Connecticut Superior Court, Judicial District of New Haven at New Haven
May 21, 1998
1998 Ct. Sup. 6483 (Conn. Super. Ct. 1998)

Opinion

No. CV97 0396806

May 21, 1998


MEMORANDUM OF DECISION RE MOTION TO STRIKE #102


The Plaintiff, Christopher Anastasio, began his employment as Maintenance Supervisor with the Knights of Columbus (KC) on April 17, 1995. He worked at KC headquarters in New Haven and "reported" to the Facilities Manager, Biagio Gulino. On November 20, 1996, Anastasio was terminated by Gulino, who Anastasio alleges, was acting within the scope of his employment and on behalf of KC at all relevant times. He subsequently filed this four count wrongful discharge complaint.
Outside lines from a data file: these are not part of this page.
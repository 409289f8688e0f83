//! Error types for audio synthesis.

use thiserror::Error;

/// Errors produced by the audio backend.
#[derive(Debug, Error)]
pub enum AudioError {
    /// A Morse pattern contained a symbol other than '.' or '-'.
    #[error("invalid Morse symbol '{0}' (expected '.' or '-')")]
    InvalidMorseSymbol(char),

    /// A character has no Morse encoding.
    #[error("no Morse encoding for character '{0}'")]
    UnknownCharacter(char),

    /// A note name is not one of the twelve chromatic names.
    #[error("unknown note name '{0}'")]
    UnknownNote(String),
}
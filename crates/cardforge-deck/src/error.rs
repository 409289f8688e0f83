//! Error types for deck metadata validation and packaging.

use thiserror::Error;

/// Error codes for deck metadata validation.
#[derive(Debug, Clone, Copy, PartialEq, Eq, Hash)]
pub enum ErrorCode {
    /// M001: Title exceeds the 60 character limit
    TitleTooLong,
    /// M002: No tags declared
    NoTags,
    /// M003: Description is empty
    EmptyDescription,
    /// M004: Version is empty
    EmptyVersion,
}

impl ErrorCode {
    /// Returns the error code string (e.g., "M001").
    pub fn code(&self) -> &'static str {
        match self {
            ErrorCode::TitleTooLong => "M001",
            ErrorCode::NoTags => "M002",
            ErrorCode::EmptyDescription => "M003",
            ErrorCode::EmptyVersion => "M004",
        }
    }
}

impl std::fmt::Display for ErrorCode {
    fn fmt(&self, f: &mut std::fmt::Formatter<'_>) -> std::fmt::Result {
        write!(f, "{}", self.code())
    }
}

/// Warning codes for deck metadata validation.
#[derive(Debug, Clone, Copy, PartialEq, Eq, Hash)]
pub enum WarningCode {
    /// W001: Author left at the default value
    DefaultAuthor,
    /// W002: Tag contains whitespace (splits into multiple tags on import)
    TagContainsWhitespace,
}

impl WarningCode {
    /// Returns the warning code string (e.g., "W001").
    pub fn code(&self) -> &'static str {
        match self {
            WarningCode::DefaultAuthor => "W001",
            WarningCode::TagContainsWhitespace => "W002",
        }
    }
}

impl std::fmt::Display for WarningCode {
    fn fmt(&self, f: &mut std::fmt::Formatter<'_>) -> std::fmt::Result {
        write!(f, "{}", self.code())
    }
}

/// A validation error with code and message.
#[derive(Debug, Clone, PartialEq, Eq)]
pub struct ValidationError {
    /// The error code.
    pub code: ErrorCode,
    /// Human-readable error message.
    pub message: String,
}

impl ValidationError {
    /// Creates a new validation error.
    pub fn new(code: ErrorCode, message: impl Into<String>) -> Self {
        Self {
            code,
            message: message.into(),
        }
    }
}

impl std::fmt::Display for ValidationError {
    fn fmt(&self, f: &mut std::fmt::Formatter<'_>) -> std::fmt::Result {
        write!(f, "{}: {}", self.code, self.message)
    }
}

impl std::error::Error for ValidationError {}

/// A validation warning with code and message.
#[derive(Debug, Clone, PartialEq, Eq)]
pub struct ValidationWarning {
    /// The warning code.
    pub code: WarningCode,
    /// Human-readable warning message.
    pub message: String,
}

impl ValidationWarning {
    /// Creates a new validation warning.
    pub fn new(code: WarningCode, message: impl Into<String>) -> Self {
        Self {
            code,
            message: message.into(),
        }
    }
}

impl std::fmt::Display for ValidationWarning {
    fn fmt(&self, f: &mut std::fmt::Formatter<'_>) -> std::fmt::Result {
        write!(f, "{}: {}", self.code, self.message)
    }
}

/// Result of metadata validation.
#[derive(Debug, Clone, Default)]
pub struct ValidationResult {
    /// List of validation errors.
    pub errors: Vec<ValidationError>,
    /// List of validation warnings.
    pub warnings: Vec<ValidationWarning>,
}

impl ValidationResult {
    /// Creates an empty (passing) validation result.
    pub fn new() -> Self {
        Self::default()
    }

    /// Adds an error to the result.
    pub fn add_error(&mut self, error: ValidationError) {
        self.errors.push(error);
    }

    /// Adds a warning to the result.
    pub fn add_warning(&mut self, warning: ValidationWarning) {
        self.warnings.push(warning);
    }

    /// Returns true if there are no errors.
    pub fn is_ok(&self) -> bool {
        self.errors.is_empty()
    }
}

/// Top-level error type for deck building and packaging.
#[derive(Debug, Error)]
pub enum DeckError {
    /// Metadata validation failed with one or more errors.
    #[error("metadata validation failed with {0} error(s)")]
    InvalidMetadata(usize),

    /// A deck was built with no notes.
    #[error("deck '{0}' produced no notes")]
    EmptyDeck(String),

    /// A note's field count does not match its model.
    #[error("note has {got} field(s), model '{model}' expects {expected}")]
    FieldCountMismatch {
        /// Model name.
        model: String,
        /// Expected field count from the model.
        expected: usize,
        /// Actual field count on the note.
        got: usize,
    },

    /// Two media files were staged under the same filename.
    #[error("duplicate media filename: {0}")]
    DuplicateMedia(String),

    /// A deck source failed while generating its cards or media.
    #[error("card generation failed: {0}")]
    Generation(String),

    /// A deck id is not in the catalog.
    #[error("unknown deck id: {0}")]
    UnknownDeck(String),

    /// The packaging library rejected the deck graph.
    #[error("packaging error: {0}")]
    Packaging(String),

    /// I/O error.
    #[error("I/O error: {0}")]
    Io(#[from] std::io::Error),
}

#[cfg(test)]
mod tests {
    use super::*;

    #[test]
    fn test_error_codes() {
        assert_eq!(ErrorCode::TitleTooLong.code(), "M001");
        assert_eq!(ErrorCode::NoTags.code(), "M002");
        assert_eq!(ErrorCode::EmptyDescription.code(), "M003");
        assert_eq!(ErrorCode::EmptyVersion.code(), "M004");
    }

    #[test]
    fn test_warning_codes() {
        assert_eq!(WarningCode::DefaultAuthor.code(), "W001");
        assert_eq!(WarningCode::TagContainsWhitespace.code(), "W002");
    }

    #[test]
    fn test_validation_error_display() {
        let err = ValidationError::new(ErrorCode::NoTags, "at least one tag is required");
        assert_eq!(err.to_string(), "M002: at least one tag is required");
    }

    #[test]
    fn test_validation_result() {
        let mut result = ValidationResult::new();
        assert!(result.is_ok());

        result.add_warning(ValidationWarning::new(
            WarningCode::DefaultAuthor,
            "author not set",
        ));
        assert!(result.is_ok());

        result.add_error(ValidationError::new(ErrorCode::EmptyDescription, "empty"));
        assert!(!result.is_ok());
        assert_eq!(result.errors.len(), 1);
    }
}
In the first count, Anastasio alleges intentional infliction of emotional distress. He alleges negligent infliction of emotional distress regarding the termination of his employment in the second count. In the third count, Anastasio claims a breach of an employment contract between himself and KC. Finally, the fourth count alleges that the termination of Anastasio's employment was undertaken in violation of public policy.

The defendants have now moved to strike all four counts of Anastasio's complaint. They seek to strike the first count, which alleges intentional infliction of emotional distress, on the ground that Anastasio fails to allege "extreme and outrageous" conduct by Gulino. As to the second count, alleging negligent infliction of emotional distress, KC and Gulino contend that Anastasio fails to allege unreasonable conduct directed at Anastasio by KC and Gulino during the termination process itself. KC and Gulino also move to strike the third count, which alleges a breach of contract, on the ground that Anastasio fails to allege that they intended to be bound by any alleged "agreement" and also because Anastasio signed a specific disclaimer of any oral contract when he applied for the position. Finally, the defendants claim that the fourth count fails to identify any important public policy recognized under Connecticut law.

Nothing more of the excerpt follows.